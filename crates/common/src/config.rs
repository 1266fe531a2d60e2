use crate::{Error, Result, RunMode};

/// Smallest window that still leaves a previous and a current row.
pub const MIN_OBSERVATION_WINDOW: usize = 2;

/// Runtime configuration loaded from environment variables at startup.
#[derive(Debug, Clone)]
pub struct Config {
    /// Live (windowed) or backtest (full history) recomputation.
    pub run_mode: RunMode,
    /// Bars kept per instrument in live mode.
    pub observation_window: usize,

    // Strategy config file path
    pub strategy_config_path: String,

    /// JSON-lines bars replayed through the strategies.
    pub bars_path: Option<String>,
    /// JSON-lines bars loaded as full history before the replay starts.
    pub history_path: Option<String>,
}

impl Config {
    pub const DEFAULT_OBSERVATION_WINDOW: usize = 100;

    /// Load all configuration from environment variables.
    /// Loads `.env` if present.
    pub fn from_env() -> Result<Self> {
        let _ = dotenvy::dotenv(); // ignore error if .env not present

        let run_mode = match optional_env("RUN_MODE") {
            Some(v) => v.parse()?,
            None => RunMode::default(),
        };

        let observation_window = match optional_env("OBSERVATION_WINDOW") {
            Some(v) => v.trim().parse::<usize>().map_err(|_| {
                Error::Config(format!("OBSERVATION_WINDOW must be a positive integer, got: '{v}'"))
            })?,
            None => Self::DEFAULT_OBSERVATION_WINDOW,
        };

        let cfg = Config {
            run_mode,
            observation_window,
            strategy_config_path: optional_env("STRATEGY_CONFIG_PATH")
                .unwrap_or_else(|| "config/strategies.toml".to_string()),
            bars_path: optional_env("BARS_PATH"),
            history_path: optional_env("HISTORY_PATH"),
        };
        cfg.validate()?;
        Ok(cfg)
    }

    pub fn validate(&self) -> Result<()> {
        if self.observation_window < MIN_OBSERVATION_WINDOW {
            return Err(Error::Config(format!(
                "OBSERVATION_WINDOW must be at least {MIN_OBSERVATION_WINDOW}, got {}",
                self.observation_window
            )));
        }
        Ok(())
    }

    /// The replay source is required by the binary but not by library users.
    pub fn require_bars_path(&self) -> Result<&str> {
        self.bars_path.as_deref().ok_or_else(|| {
            Error::Config("Required environment variable 'BARS_PATH' is not set. Check your .env file.".into())
        })
    }
}

impl Default for Config {
    fn default() -> Self {
        Self {
            run_mode: RunMode::default(),
            observation_window: Self::DEFAULT_OBSERVATION_WINDOW,
            strategy_config_path: "config/strategies.toml".to_string(),
            bars_path: None,
            history_path: None,
        }
    }
}

fn optional_env(key: &str) -> Option<String> {
    std::env::var(key).ok().filter(|v| !v.trim().is_empty())
}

######

#### TASK INSTRUCTIONS:
Check the entries above for the word "usize" and copy every line where it turns up.

#### EXERCISE RESULT:
pub const MIN_OBSERVATION_WINDOW: usize = 2;
    pub observation_window: usize,
    pub const DEFAULT_OBSERVATION_WINDOW: usize = 100;
            Some(v) => v.trim().parse::<usize>().map_err(|_| {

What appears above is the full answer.